Bytes: What’s new in tech
Microsoft’s iPad trade-in; A ‘condom’ for your USB; Medicinal robo-maggot
Microsoft’s iPad trade-inMicrosoft wants iPad users to switch to its Surface tablet—and is now giving them a $200 incentive, said Ian Paul in PCWorld.com. With a glut of Surfaces in its inventory, Microsoft is giving anyone who trades in an iPad a $200 gift card that can be used toward the purchase of a Surface or other products available through the Microsoft store. The promotion will run until late October, letting Microsoft “clear Surface inventory ahead of a second-generation Surface announcement” next week. The new Surface 2 is rumored to feature a faster processor and a higher-resolution display.
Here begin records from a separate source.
//! Minimal owned XML element tree
//!
//! Scene, prefab and level configuration files are small, so they are read
//! completely into an `XmlElement` tree before anything interprets them.
//! Text content is ignored; everything the engine stores lives in attributes.

use quick_xml::events::{BytesDecl, BytesEnd, BytesStart, Event};
use quick_xml::{Reader, Writer};
use thiserror::Error;

/// Low-level document failure
#[derive(Debug, Error)]
pub enum DocumentError {
    /// Tokenizer or writer error
    #[error(transparent)]
    Xml(#[from] quick_xml::Error),

    /// Structural problem the tokenizer does not catch
    #[error("{0}")]
    Malformed(String),

    /// Output was not valid UTF-8
    #[error(transparent)]
    Utf8(#[from] std::string::FromUtf8Error),
}

/// One element with its attributes and child elements
#[derive(Debug, Clone, Default, PartialEq)]
pub struct XmlElement {
    /// Tag name
    pub name: String,
    /// Attributes in document order
    pub attributes: Vec<(String, String)>,
    /// Child elements in document order
    pub children: Vec<XmlElement>,
}

impl XmlElement {
    /// Create an element without attributes or children
    pub fn new(name: impl Into<String>) -> Self {
        Self {
            name: name.into(),
            ..Default::default()
        }
    }

    /// Builder: append an attribute
    pub fn with_attr(mut self, key: impl Into<String>, value: impl ToString) -> Self {
        self.set_attr(key, value);
        self
    }

    /// Builder: append a child element
    pub fn with_child(mut self, child: XmlElement) -> Self {
        self.children.push(child);
        self
    }

    /// Set an attribute, replacing an existing value
    pub fn set_attr(&mut self, key: impl Into<String>, value: impl ToString) {
        let key = key.into();
        let value = value.to_string();
        match self.attributes.iter_mut().find(|(k, _)| *k == key) {
            Some((_, existing)) => *existing = value,
            None => self.attributes.push((key, value)),
        }
    }

    /// Attribute value by name
    pub fn attr(&self, key: &str) -> Option<&str> {
        self.attributes
            .iter()
            .find(|(k, _)| k == key)
            .map(|(_, v)| v.as_str())
    }

    /// First child with the given tag
    pub fn child(&self, name: &str) -> Option<&XmlElement> {
        self.children.iter().find(|child| child.name == name)
    }

    /// All children with the given tag
    pub fn children_named<'a>(&'a self, name: &'a str) -> impl Iterator<Item = &'a XmlElement> + 'a {
        self.children.iter().filter(move |child| child.name == name)
    }

    /// Parse a document and return its root element
    pub fn parse(text: &str) -> Result<XmlElement, DocumentError> {
        let mut reader = Reader::from_str(text);
        reader.trim_text(true);

        let mut stack: Vec<XmlElement> = Vec::new();
        let mut root: Option<XmlElement> = None;

        loop {
            match reader.read_event()? {
                Event::Start(start) => stack.push(element_from(&start)?),
                Event::Empty(start) => {
                    let element = element_from(&start)?;
                    attach(&mut stack, &mut root, element)?;
                }
                Event::End(_) => {
                    let element = stack
                        .pop()
                        .ok_or_else(|| DocumentError::Malformed("unbalanced closing tag".into()))?;
                    attach(&mut stack, &mut root, element)?;
                }
                Event::Eof => break,
                _ => {}
            }
        }

        if let Some(open) = stack.last() {
            return Err(DocumentError::Malformed(format!("<{}> is never closed", open.name)));
        }
        root.ok_or_else(|| DocumentError::Malformed("document has no root element".into()))
    }

    /// Serialize this element as a complete document with an XML declaration
    pub fn to_xml_string(&self) -> Result<String, DocumentError> {
        let mut writer = Writer::new_with_indent(Vec::new(), b' ', 2);
        writer.write_event(Event::Decl(BytesDecl::new("1.0", Some("UTF-8"), None)))?;
        write_element(&mut writer, self)?;
        Ok(String::from_utf8(writer.into_inner())?)
    }
}

fn element_from(start: &BytesStart<'_>) -> Result<XmlElement, DocumentError> {
    let mut element = XmlElement::new(String::from_utf8_lossy(start.name().as_ref()).into_owned());
    for attr in start.attributes() {
        let attr = attr.map_err(quick_xml::Error::from)?;
        let key = String::from_utf8_lossy(attr.key.as_ref()).into_owned();
        let value = attr.unescape_value()?.into_owned();
        element.attributes.push((key, value));
    }
    Ok(element)
}

fn attach(
    stack: &mut [XmlElement],
    root: &mut Option<XmlElement>,
    element: XmlElement,
) -> Result<(), DocumentError> {
    match stack.last_mut() {
        Some(parent) => parent.children.push(element),
        None if root.is_none() => *root = Some(element),
        None => {
            return Err(DocumentError::Malformed(format!(
                "second top-level element <{}>",
                element.name
            )))
        }
    }
    Ok(())
}

fn write_element(writer: &mut Writer<Vec<u8>>, element: &XmlElement) -> Result<(), DocumentError> {
    let mut start = BytesStart::new(element.name.as_str());
    for (key, value) in &element.attributes {
        start.push_attribute((key.as_str(), value.as_str()));
    }

    if element.children.is_empty() {
        writer.write_event(Event::Empty(start))?;
        return Ok(());
    }

    writer.write_event(Event::Start(start))?;
    for child in &element.children {
        write_element(writer, child)?;
    }
    writer.write_event(Event::End(BytesEnd::new(element.name.as_str())))?;
    Ok(())
}

#[cfg(test)]
mod tests {
    use super::*;

    #[test]
    fn test_parse_nested_elements_and_attributes() {
        let doc = XmlElement::parse(
            r#"<?xml version="1.0"?>
            <Root first_room="Hall">
              <!-- comment -->
              <Room name="Hall" camera_type="Fixed">
                <Boundary left="-10" right="10" up="5" down="-5"/>
              </Room>
            </Root>"#,
        )
        .expect("valid document");

        assert_eq!(doc.name, "Root");
        assert_eq!(doc.attr("first_room"), Some("Hall"));
        let room = doc.child("Room").expect("room");
        assert_eq!(room.attr("camera_type"), Some("Fixed"));
        assert_eq!(room.child("Boundary").and_then(|b| b.attr("right")), Some("10"));
    }

    #[test]
    fn test_write_then_parse_preserves_escaped_values() {
        let element = XmlElement::new("Node")
            .with_attr("Name", "Fish & \"Chips\" <1>")
            .with_child(XmlElement::new("Position").with_attr("x", 1.5));

        let text = element.to_xml_string().expect("serialize");
        assert!(text.starts_with("<?xml"));
        assert_eq!(XmlElement::parse(&text).expect("parse"), element);
    }

    #[test]
    fn test_rejects_multiple_roots() {
        assert!(matches!(
            XmlElement::parse("<A/><B/>"),
            Err(DocumentError::Malformed(_))
        ));
    }

    #[test]
    fn test_rejects_unclosed_and_mismatched_tags() {
        assert!(XmlElement::parse("<A><B></A>").is_err());
        assert!(XmlElement::parse("<A><B/>").is_err());
        assert!(XmlElement::parse("").is_err());
    }

    #[test]
    fn test_set_attr_replaces_existing_value() {
        let mut element = XmlElement::new("Scene").with_attr("Num", 1);
        element.set_attr("Num", 2);
        assert_eq!(element.attributes, vec![("Num".to_string(), "2".to_string())]);
    }
}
The tablet will also likely be loaded with an upgraded operating system, running Windows 8.1. With Windows 8.1 officially launching Oct. 18 and the iPad trade-in promotion ending Oct. 27, expect the Surface 2 to hit shelves around Halloween.
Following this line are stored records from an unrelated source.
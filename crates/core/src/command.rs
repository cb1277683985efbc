//! Invalidation command wire codec.
//!
//! Commands travel over the queue as newline-separated tokens: the
//! first line is the verb, the remaining lines are positional operands.
//! Parsing happens once at the queue boundary and produces a fully
//! typed [`Command`] or a [`CommandError`] - never a partially
//! populated value. Query operands are normalized here so that
//! membership keys always use canonical form.

use thiserror::Error;

use crate::query::{normalize, NormalizedQuery};

/// Errors produced while decoding a queue message into a [`Command`].
#[derive(Debug, Error, Clone, PartialEq, Eq)]
pub enum CommandError {
    /// The verb is not one we know. Skipped rather than dropped loudly,
    /// so newer producers can introduce verbs without stalling older
    /// consumers.
    #[error("unknown verb: {0}")]
    UnknownVerb(String),
    #[error("{verb} command is missing the {operand} operand")]
    MissingOperand {
        verb: &'static str,
        operand: &'static str,
    },
    #[error("empty message body")]
    Empty,
}

/// Result type for command decoding.
pub type Result<T> = std::result::Result<T, CommandError>;

/// Target of a `delete` command.
#[derive(Debug, Clone, PartialEq, Eq)]
pub enum DeleteScope {
    /// Remove every membership set and aggregate cache for the user.
    All,
    /// Remove one query from the user's overall set and the named
    /// category's set.
    Category {
        category: String,
        query: NormalizedQuery,
    },
}

/// A typed invalidation command, one variant per wire verb.
#[derive(Debug, Clone, PartialEq, Eq)]
pub enum Command {
    Delete {
        user_id: String,
        scope: DeleteScope,
    },
    Create {
        user_id: String,
        category: Option<String>,
        query: NormalizedQuery,
    },
    Refresh {
        user_id: String,
    },
    Update {
        user_id: String,
        old_category: String,
        old_query: NormalizedQuery,
        new_category: String,
        new_query: NormalizedQuery,
    },
    CleanGlobal {
        user_id: String,
        query: String,
    },
    CleanNamed {
        user_id: String,
        name: String,
        query: String,
    },
}

impl Command {
    /// Decodes a queue message body.
    pub fn parse(body: &str) -> Result<Command> {
        let mut lines = body.lines();
        let verb = match lines.next() {
            Some(v) if !v.is_empty() => v,
            _ => return Err(CommandError::Empty),
        };

        match verb {
            "delete" => {
                let user_id = operand(&mut lines, "delete", "user id")?;
                let category = operand(&mut lines, "delete", "category")?;
                if category == "all" {
                    Ok(Command::Delete {
                        user_id,
                        scope: DeleteScope::All,
                    })
                } else {
                    let query = operand(&mut lines, "delete", "query")?;
                    Ok(Command::Delete {
                        user_id,
                        scope: DeleteScope::Category {
                            category,
                            query: normalize(&query),
                        },
                    })
                }
            }
            "create" => {
                let user_id = operand(&mut lines, "create", "user id")?;
                let category = operand(&mut lines, "create", "category")?;
                let query = operand(&mut lines, "create", "query")?;
                Ok(Command::Create {
                    user_id,
                    category: (!category.is_empty()).then_some(category),
                    query: normalize(&query),
                })
            }
            "refresh" => {
                let user_id = operand(&mut lines, "refresh", "user id")?;
                Ok(Command::Refresh { user_id })
            }
            "update" => {
                let user_id = operand(&mut lines, "update", "user id")?;
                let old_category = operand(&mut lines, "update", "old category")?;
                let old_query = operand(&mut lines, "update", "old query")?;
                let new_category = operand(&mut lines, "update", "new category")?;
                let new_query = operand(&mut lines, "update", "new query")?;
                Ok(Command::Update {
                    user_id,
                    old_category,
                    old_query: normalize(&old_query),
                    new_category,
                    new_query: normalize(&new_query),
                })
            }
            "clean global" => {
                let user_id = operand(&mut lines, "clean global", "user id")?;
                let query = operand(&mut lines, "clean global", "query")?;
                Ok(Command::CleanGlobal { user_id, query })
            }
            "clean named" => {
                let user_id = operand(&mut lines, "clean named", "user id")?;
                let name = operand(&mut lines, "clean named", "list name")?;
                let query = operand(&mut lines, "clean named", "query")?;
                Ok(Command::CleanNamed {
                    user_id,
                    name,
                    query,
                })
            }
            other => Err(CommandError::UnknownVerb(other.to_string())),
        }
    }

    /// Renders the command back into its wire form.
    pub fn encode(&self) -> String {
        match self {
            Command::Delete {
                user_id,
                scope: DeleteScope::All,
            } => format!("delete\n{user_id}\nall"),
            Command::Delete {
                user_id,
                scope: DeleteScope::Category { category, query },
            } => format!("delete\n{user_id}\n{category}\n{query}"),
            Command::Create {
                user_id,
                category,
                query,
            } => format!(
                "create\n{user_id}\n{}\n{query}",
                category.as_deref().unwrap_or("")
            ),
            Command::Refresh { user_id } => format!("refresh\n{user_id}"),
            Command::Update {
                user_id,
                old_category,
                old_query,
                new_category,
                new_query,
            } => format!("update\n{user_id}\n{old_category}\n{old_query}\n{new_category}\n{new_query}"),
            Command::CleanGlobal { user_id, query } => {
                format!("clean global\n{user_id}\n{query}")
            }
            Command::CleanNamed {
                user_id,
                name,
                query,
            } => format!("clean named\n{user_id}\n{name}\n{query}"),
        }
    }
}

fn operand(
    lines: &mut std::str::Lines<'_>,
    verb: &'static str,
    name: &'static str,
) -> Result<String> {
    lines
        .next()
        .map(str::to_string)
        .ok_or(CommandError::MissingOperand {
            verb,
            operand: name,
        })
}

#[cfg(test)]
mod tests {
    use super::*;

    #[test]
    fn test_parse_delete_all() {
        let command = Command::parse("delete\n1\nall").unwrap();
        assert_eq!(
            command,
            Command::Delete {
                user_id: "1".to_string(),
                scope: DeleteScope::All,
            }
        );
    }

    #[test]
    fn test_parse_delete_category_normalizes_query() {
        let command = Command::parse("delete\n1\nfav\nCat  Dog").unwrap();
        assert_eq!(
            command,
            Command::Delete {
                user_id: "1".to_string(),
                scope: DeleteScope::Category {
                    category: "fav".to_string(),
                    query: normalize("cat dog"),
                },
            }
        );
    }

    #[test]
    fn test_parse_create() {
        let command = Command::parse("create\n1\nfav\ncat dog").unwrap();
        assert_eq!(
            command,
            Command::Create {
                user_id: "1".to_string(),
                category: Some("fav".to_string()),
                query: normalize("cat dog"),
            }
        );
    }

    #[test]
    fn test_parse_create_without_category() {
        let command = Command::parse("create\n1\n\ncat dog").unwrap();
        assert_eq!(
            command,
            Command::Create {
                user_id: "1".to_string(),
                category: None,
                query: normalize("cat dog"),
            }
        );
    }

    #[test]
    fn test_parse_refresh() {
        let command = Command::parse("refresh\n42").unwrap();
        assert_eq!(
            command,
            Command::Refresh {
                user_id: "42".to_string(),
            }
        );
    }

    #[test]
    fn test_parse_update() {
        let command = Command::parse("update\n1\nfav\ncat dog\nfav\ncat").unwrap();
        assert_eq!(
            command,
            Command::Update {
                user_id: "1".to_string(),
                old_category: "fav".to_string(),
                old_query: normalize("cat dog"),
                new_category: "fav".to_string(),
                new_query: normalize("cat"),
            }
        );
    }

    #[test]
    fn test_parse_clean_verbs() {
        let global = Command::parse("clean global\n1\ncat dog").unwrap();
        assert_eq!(
            global,
            Command::CleanGlobal {
                user_id: "1".to_string(),
                query: "cat dog".to_string(),
            }
        );

        let named = Command::parse("clean named\n1\nfav\ncat dog").unwrap();
        assert_eq!(
            named,
            Command::CleanNamed {
                user_id: "1".to_string(),
                name: "fav".to_string(),
                query: "cat dog".to_string(),
            }
        );
    }

    #[test]
    fn test_unknown_verb() {
        assert_eq!(
            Command::parse("purge\n1"),
            Err(CommandError::UnknownVerb("purge".to_string()))
        );
    }

    #[test]
    fn test_empty_body() {
        assert_eq!(Command::parse(""), Err(CommandError::Empty));
        assert_eq!(Command::parse("\n1"), Err(CommandError::Empty));
    }

    #[test]
    fn test_missing_operand() {
        assert_eq!(
            Command::parse("refresh"),
            Err(CommandError::MissingOperand {
                verb: "refresh",
                operand: "user id",
            })
        );
        assert_eq!(
            Command::parse("clean named\n1\nfav"),
            Err(CommandError::MissingOperand {
                verb: "clean named",
                operand: "query",
            })
        );
    }

    #[test]
    fn test_encode_round_trip() {
        let commands = [
            Command::parse("delete\n1\nall").unwrap(),
            Command::parse("delete\n1\nfav\ncat dog").unwrap(),
            Command::parse("create\n1\nfav\ncat dog").unwrap(),
            Command::parse("create\n1\n\ncat").unwrap(),
            Command::parse("refresh\n1").unwrap(),
            Command::parse("update\n1\nfav\ncat dog\nfav\ncat").unwrap(),
            Command::parse("clean global\n1\ncat dog").unwrap(),
            Command::parse("clean named\n1\nfav\ncat dog").unwrap(),
        ];

        for command in commands {
            assert_eq!(Command::parse(&command.encode()).unwrap(), command);
        }
    }
}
A ‘condom’ for your USBA security firm is offering new protection for USB connections, said Neal Ungerleider in FastCompany.com. Int3.cc is marketing “USB condoms” that protect users from “accidental data exchange” when they try to charge up the battery of a device by plugging it into the USB port of an unfamiliar computer. “The USB condoms work by cutting off the data pins in a standard connector and only allowing power pins to connect through,” so users can recharge their phones or music players without worrying about hackers or viruses. The company says the devices, out this month, “will be priced very, very cheaply.”
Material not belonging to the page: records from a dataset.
//! Glob matching for store key scans.

/// Checks whether a key matches a glob pattern where `*` matches any
/// run of characters, including the empty one.
pub fn pattern_matches(pattern: &str, key: &str) -> bool {
    match pattern.split_once('*') {
        None => pattern == key,
        Some((prefix, rest)) => {
            let Some(remaining) = key.strip_prefix(prefix) else {
                return false;
            };
            if rest.is_empty() {
                return true;
            }
            (0..=remaining.len())
                .filter(|i| remaining.is_char_boundary(*i))
                .any(|i| pattern_matches(rest, &remaining[i..]))
        }
    }
}
use axum::{
    http::StatusCode,
    response::{IntoResponse, Response},
};

/// Handler error type that wraps `anyhow::Error`.
///
/// Lets handlers use `?` on anything convertible into `anyhow::Error`;
/// store and queue faults surface as a plain 500. The read API has no
/// other failure modes worth distinguishing - authorization is checked
/// before any fallible work happens.
pub struct AppError(anyhow::Error);

impl IntoResponse for AppError {
    fn into_response(self) -> Response {
        tracing::error!(error = %self.0, "Request failed");

        (StatusCode::INTERNAL_SERVER_ERROR, "Internal error").into_response()
    }
}

impl<E> From<E> for AppError
where
    E: Into<anyhow::Error>,
{
    fn from(err: E) -> Self {
        Self(err.into())
    }
}
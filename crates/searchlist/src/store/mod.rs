//! Store backend implementations.
//!
//! `RedisStore` is the production backend; `MemoryStore` mirrors its
//! semantics for tests and dependency-free development runs. Both
//! implement [`searchlist_core::store::Store`].

pub mod memory;
pub mod redis_impl;

#[allow(unused_imports)]
pub use memory::MemoryStore;
#[allow(unused_imports)]
pub use redis_impl::RedisStore;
Medicinal robo-maggotsIt’s “gross, but great for minimally invasive surgery,” said Shaunacy Ferro in PopSci.com. A neurosurgeon at the University of Maryland School of Medicine is developing robotic “maggots” that could “eat away at a brain tumor from the inside,” using an electrocautery tool. The remote-controlled robo-maggots could be a big help to brain surgeons, who need MRI machines to distinguish between healthy and tumor tissue during surgery. “You can’t exactly do a full brain surgery on someone when they’re locked away in a cramped scanner.” The big challenge is finding a way to control the maggots without an electromagnetic motor, which would “interfere with the magnetic field that’s integral” to an MRI’s imaging process. The latest prototype, now being tested on pig and human cadavers, uses a system of pulleys and springs to navigate the brain.